EXERCISE BRIEF ::
Search the entries below for "StateStores". Report each line where it occurs.

RECORDS SHOWN ::
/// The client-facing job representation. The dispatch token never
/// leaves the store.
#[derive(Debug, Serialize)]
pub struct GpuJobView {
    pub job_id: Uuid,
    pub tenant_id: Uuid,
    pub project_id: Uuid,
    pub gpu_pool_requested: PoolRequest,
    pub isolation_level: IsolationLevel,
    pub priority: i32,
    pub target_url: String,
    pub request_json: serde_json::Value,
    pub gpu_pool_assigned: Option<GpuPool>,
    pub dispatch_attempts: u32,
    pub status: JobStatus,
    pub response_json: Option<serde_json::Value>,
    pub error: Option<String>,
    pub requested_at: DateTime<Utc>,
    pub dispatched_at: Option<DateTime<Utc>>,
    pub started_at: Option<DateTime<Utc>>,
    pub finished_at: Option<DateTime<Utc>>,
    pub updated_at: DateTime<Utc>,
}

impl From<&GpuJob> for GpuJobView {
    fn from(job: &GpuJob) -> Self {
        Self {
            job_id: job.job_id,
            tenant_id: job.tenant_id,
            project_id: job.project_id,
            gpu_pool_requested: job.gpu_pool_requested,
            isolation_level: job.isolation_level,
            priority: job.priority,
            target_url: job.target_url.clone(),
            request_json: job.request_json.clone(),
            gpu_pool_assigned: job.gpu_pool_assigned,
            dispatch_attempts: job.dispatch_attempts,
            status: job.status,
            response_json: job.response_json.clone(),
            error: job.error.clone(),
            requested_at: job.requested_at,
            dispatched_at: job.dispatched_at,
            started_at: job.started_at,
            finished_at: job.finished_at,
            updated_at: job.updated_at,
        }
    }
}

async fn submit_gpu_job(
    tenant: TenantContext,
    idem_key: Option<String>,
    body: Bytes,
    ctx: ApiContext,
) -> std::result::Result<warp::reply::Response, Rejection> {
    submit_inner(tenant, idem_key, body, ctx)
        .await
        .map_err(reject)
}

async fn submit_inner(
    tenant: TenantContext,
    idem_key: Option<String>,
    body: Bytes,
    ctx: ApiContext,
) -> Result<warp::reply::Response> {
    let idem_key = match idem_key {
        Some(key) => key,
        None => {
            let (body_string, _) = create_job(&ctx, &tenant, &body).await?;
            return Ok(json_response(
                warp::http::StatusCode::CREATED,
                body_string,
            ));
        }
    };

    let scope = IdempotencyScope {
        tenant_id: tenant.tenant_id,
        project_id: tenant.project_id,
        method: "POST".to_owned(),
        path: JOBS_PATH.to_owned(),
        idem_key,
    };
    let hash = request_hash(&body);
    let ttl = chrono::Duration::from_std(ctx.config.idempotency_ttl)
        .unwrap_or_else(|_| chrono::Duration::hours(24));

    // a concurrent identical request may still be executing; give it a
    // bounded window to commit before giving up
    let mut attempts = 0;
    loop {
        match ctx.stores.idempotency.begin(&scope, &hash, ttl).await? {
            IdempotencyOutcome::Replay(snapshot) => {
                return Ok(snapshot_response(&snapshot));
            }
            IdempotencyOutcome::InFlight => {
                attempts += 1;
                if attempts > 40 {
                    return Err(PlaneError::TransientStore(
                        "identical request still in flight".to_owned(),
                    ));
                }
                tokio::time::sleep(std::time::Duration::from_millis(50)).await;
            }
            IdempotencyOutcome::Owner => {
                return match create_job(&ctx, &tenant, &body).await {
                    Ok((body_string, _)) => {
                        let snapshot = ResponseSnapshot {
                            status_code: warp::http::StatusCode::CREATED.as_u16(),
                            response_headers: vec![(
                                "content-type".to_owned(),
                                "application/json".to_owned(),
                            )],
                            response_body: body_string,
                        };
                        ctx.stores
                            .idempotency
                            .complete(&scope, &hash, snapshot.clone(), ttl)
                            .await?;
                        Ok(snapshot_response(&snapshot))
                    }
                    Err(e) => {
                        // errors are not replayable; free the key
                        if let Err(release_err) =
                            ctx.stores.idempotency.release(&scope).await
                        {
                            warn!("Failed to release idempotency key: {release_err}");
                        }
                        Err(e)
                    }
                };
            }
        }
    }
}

* * *

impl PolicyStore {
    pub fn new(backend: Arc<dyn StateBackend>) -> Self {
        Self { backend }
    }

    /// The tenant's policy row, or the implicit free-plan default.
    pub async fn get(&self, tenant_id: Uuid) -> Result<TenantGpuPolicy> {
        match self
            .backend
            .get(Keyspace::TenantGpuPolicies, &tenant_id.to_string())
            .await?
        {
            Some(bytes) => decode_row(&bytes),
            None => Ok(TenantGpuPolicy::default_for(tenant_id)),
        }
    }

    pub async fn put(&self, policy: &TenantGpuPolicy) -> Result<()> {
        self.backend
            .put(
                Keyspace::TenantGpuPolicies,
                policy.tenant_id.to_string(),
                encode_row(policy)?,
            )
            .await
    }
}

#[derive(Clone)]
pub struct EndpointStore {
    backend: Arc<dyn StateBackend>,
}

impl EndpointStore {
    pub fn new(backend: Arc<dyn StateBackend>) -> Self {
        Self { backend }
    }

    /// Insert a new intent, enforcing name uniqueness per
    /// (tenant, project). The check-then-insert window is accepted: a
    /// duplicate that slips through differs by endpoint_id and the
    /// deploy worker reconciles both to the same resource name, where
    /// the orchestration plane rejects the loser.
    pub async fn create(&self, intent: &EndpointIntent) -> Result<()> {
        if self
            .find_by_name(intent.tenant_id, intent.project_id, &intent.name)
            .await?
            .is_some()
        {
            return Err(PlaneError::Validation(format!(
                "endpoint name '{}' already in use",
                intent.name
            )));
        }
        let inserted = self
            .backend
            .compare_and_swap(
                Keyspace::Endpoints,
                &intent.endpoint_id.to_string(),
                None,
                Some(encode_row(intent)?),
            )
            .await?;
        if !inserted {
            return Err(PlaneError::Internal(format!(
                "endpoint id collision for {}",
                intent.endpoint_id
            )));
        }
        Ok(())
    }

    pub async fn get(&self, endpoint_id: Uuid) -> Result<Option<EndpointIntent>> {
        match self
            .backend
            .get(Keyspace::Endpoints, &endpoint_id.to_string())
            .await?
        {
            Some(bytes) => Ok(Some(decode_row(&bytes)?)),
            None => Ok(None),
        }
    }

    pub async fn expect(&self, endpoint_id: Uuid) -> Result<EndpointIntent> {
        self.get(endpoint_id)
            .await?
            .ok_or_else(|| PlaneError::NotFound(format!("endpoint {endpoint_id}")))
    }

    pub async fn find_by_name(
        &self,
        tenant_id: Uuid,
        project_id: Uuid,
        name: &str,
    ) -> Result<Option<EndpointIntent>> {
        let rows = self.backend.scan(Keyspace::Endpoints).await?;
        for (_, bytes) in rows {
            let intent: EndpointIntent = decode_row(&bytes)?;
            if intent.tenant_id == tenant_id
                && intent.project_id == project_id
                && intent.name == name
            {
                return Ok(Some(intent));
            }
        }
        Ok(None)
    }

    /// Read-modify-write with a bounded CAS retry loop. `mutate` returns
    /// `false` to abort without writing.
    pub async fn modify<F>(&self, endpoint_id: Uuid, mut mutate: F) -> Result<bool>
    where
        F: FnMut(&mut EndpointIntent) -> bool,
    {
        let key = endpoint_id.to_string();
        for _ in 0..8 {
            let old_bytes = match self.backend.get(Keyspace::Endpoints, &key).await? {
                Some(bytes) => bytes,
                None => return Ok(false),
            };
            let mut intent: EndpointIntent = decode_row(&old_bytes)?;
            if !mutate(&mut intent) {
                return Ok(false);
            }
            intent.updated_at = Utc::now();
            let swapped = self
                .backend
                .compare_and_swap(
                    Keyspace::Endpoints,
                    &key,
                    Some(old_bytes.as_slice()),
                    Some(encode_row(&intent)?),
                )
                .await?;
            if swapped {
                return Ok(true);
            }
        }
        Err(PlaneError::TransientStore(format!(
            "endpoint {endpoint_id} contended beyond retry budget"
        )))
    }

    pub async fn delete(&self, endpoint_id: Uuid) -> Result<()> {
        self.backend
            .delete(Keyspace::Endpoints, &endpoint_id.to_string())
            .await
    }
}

---

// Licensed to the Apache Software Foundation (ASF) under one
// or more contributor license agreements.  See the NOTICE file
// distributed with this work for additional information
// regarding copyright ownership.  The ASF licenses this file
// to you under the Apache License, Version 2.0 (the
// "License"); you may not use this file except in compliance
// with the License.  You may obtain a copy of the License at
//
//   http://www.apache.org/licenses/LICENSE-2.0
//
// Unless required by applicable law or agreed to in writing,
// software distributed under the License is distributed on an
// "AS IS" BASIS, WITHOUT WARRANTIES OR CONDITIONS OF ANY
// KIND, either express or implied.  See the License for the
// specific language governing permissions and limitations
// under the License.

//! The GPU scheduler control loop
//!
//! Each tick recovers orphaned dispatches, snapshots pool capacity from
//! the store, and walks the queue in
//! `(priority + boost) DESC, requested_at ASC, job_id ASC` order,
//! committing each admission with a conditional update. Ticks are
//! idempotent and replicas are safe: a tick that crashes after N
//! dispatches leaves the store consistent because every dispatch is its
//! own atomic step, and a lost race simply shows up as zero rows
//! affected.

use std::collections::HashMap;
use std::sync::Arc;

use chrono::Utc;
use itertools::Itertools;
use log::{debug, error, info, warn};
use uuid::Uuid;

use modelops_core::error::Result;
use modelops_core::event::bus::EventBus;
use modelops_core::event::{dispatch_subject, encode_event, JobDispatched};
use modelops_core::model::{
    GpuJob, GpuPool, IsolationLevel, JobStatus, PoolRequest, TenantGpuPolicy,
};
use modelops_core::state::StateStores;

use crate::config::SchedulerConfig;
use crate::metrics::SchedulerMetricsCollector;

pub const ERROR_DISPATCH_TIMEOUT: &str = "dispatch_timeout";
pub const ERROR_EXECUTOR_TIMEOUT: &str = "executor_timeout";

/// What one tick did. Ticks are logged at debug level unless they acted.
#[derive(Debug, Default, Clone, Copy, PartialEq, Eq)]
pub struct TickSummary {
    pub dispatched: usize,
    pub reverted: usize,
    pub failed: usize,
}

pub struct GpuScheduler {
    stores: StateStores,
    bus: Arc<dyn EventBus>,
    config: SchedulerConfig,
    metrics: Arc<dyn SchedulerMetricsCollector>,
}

SOLUTION TO THIS TASK ::
use modelops_core::state::StateStores;
    stores: StateStores,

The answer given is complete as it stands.